Task details ::
Tally every line of the listing where the string "have" is found, and state the total alone.

Exercise material ::

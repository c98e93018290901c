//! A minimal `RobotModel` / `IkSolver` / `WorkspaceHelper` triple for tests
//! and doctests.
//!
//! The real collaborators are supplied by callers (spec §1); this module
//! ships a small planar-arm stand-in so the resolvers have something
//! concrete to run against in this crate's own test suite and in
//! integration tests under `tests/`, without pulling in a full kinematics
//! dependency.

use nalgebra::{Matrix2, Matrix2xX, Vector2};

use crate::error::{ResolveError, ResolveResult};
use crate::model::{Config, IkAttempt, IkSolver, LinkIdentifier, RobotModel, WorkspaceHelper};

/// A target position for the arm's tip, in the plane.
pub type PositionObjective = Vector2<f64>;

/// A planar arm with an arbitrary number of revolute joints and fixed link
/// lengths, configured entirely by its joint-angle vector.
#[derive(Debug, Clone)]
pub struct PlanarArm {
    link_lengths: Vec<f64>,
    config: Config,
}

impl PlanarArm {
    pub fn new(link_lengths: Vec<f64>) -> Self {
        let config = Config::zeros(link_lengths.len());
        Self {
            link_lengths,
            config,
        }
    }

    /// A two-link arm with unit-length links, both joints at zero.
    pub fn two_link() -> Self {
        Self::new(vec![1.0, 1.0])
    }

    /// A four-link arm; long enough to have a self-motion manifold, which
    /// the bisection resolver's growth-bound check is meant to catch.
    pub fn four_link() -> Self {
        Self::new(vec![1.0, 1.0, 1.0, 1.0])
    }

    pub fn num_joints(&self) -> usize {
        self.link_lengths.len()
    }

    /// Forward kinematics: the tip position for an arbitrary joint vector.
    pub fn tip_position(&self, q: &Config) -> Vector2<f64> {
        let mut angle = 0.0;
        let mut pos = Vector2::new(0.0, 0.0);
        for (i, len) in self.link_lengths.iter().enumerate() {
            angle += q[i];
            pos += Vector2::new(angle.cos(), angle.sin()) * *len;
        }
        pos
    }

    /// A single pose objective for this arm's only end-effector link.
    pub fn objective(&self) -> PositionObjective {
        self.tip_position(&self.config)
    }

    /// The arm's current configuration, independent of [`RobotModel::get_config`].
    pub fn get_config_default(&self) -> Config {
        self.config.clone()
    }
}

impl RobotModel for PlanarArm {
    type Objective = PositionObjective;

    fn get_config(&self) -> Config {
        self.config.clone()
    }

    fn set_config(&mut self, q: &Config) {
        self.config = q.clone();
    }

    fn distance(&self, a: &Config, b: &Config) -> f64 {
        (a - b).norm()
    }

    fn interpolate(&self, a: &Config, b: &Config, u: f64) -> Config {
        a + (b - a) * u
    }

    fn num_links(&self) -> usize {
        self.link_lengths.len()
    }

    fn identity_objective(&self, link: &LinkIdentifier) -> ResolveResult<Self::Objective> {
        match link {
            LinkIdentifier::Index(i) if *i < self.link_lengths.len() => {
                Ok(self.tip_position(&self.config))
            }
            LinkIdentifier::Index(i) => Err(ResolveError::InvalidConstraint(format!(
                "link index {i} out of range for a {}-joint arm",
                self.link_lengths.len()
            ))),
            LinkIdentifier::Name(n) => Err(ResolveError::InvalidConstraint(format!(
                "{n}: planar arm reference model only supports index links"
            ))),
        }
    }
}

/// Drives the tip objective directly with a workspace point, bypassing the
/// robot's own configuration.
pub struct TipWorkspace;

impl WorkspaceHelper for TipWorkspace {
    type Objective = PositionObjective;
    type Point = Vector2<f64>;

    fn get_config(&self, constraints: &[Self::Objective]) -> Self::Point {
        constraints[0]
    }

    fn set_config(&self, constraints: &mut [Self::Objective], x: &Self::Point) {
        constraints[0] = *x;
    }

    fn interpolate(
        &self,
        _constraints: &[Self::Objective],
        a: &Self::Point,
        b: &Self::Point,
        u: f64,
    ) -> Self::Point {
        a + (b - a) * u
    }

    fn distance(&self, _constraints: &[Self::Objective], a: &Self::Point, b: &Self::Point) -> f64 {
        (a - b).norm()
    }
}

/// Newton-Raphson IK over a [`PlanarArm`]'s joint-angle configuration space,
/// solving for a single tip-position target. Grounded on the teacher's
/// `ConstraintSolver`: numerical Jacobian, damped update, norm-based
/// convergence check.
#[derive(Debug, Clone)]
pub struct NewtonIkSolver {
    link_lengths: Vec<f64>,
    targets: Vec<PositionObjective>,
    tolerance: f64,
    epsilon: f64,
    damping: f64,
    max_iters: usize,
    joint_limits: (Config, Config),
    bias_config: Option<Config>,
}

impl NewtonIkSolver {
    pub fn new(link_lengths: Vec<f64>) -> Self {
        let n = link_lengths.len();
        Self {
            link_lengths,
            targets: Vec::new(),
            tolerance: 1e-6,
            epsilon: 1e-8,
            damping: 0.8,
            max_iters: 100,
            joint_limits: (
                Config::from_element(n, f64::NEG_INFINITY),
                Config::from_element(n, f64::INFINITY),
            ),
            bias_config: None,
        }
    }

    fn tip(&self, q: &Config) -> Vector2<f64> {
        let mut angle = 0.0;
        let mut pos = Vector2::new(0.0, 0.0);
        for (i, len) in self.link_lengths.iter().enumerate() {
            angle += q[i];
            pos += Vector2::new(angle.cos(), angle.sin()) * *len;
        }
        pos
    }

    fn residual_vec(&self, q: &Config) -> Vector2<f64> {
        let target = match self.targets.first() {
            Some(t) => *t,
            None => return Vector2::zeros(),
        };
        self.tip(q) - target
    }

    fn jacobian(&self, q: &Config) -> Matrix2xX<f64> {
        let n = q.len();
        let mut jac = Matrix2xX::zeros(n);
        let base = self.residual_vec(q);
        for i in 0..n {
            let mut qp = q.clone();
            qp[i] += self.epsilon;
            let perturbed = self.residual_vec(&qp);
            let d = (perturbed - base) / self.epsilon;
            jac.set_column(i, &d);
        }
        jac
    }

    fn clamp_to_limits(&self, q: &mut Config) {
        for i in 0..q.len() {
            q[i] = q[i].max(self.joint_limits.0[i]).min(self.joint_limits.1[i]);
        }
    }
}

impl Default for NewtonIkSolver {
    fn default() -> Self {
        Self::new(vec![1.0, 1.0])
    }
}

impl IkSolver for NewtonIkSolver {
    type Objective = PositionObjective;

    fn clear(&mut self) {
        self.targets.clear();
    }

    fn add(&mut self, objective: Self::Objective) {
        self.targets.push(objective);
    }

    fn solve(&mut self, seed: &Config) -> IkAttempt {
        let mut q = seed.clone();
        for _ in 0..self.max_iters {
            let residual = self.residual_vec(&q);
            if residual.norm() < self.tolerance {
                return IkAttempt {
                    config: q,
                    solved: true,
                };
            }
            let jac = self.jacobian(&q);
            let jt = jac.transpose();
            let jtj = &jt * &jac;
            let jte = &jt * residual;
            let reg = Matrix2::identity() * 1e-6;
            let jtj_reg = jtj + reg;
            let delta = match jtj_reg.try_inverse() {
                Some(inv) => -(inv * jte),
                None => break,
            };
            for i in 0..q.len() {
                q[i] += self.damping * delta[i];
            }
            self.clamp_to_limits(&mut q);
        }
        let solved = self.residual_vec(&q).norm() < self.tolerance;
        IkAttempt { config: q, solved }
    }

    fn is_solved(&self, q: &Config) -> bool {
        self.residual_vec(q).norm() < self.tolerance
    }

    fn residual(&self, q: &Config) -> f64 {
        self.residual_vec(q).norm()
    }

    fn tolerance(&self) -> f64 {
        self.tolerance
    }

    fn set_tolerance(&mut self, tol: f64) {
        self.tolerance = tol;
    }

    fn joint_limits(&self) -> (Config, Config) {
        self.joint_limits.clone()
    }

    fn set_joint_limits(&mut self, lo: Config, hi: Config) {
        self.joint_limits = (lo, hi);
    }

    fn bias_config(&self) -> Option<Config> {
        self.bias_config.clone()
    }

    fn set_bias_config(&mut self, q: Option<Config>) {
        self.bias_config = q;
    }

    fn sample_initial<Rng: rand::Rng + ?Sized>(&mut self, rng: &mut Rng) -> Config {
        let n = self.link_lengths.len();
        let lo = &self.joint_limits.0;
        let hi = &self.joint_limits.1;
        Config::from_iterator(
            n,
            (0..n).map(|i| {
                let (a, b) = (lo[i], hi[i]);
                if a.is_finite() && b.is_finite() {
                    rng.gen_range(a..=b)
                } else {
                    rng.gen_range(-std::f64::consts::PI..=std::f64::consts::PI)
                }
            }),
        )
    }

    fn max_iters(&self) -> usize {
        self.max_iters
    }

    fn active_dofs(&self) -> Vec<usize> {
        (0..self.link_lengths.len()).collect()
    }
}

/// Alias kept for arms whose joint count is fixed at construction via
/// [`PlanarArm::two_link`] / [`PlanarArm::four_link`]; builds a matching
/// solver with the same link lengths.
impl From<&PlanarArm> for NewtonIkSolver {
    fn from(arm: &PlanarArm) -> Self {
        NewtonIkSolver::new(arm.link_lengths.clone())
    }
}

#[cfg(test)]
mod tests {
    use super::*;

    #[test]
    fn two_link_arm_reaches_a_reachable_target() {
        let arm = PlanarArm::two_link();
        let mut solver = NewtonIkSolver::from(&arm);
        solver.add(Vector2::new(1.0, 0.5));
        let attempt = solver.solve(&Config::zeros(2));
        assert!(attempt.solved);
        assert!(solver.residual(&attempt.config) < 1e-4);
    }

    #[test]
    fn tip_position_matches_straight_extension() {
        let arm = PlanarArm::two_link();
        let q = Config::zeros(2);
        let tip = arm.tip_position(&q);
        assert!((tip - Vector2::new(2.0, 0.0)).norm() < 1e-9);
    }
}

Task response ::
2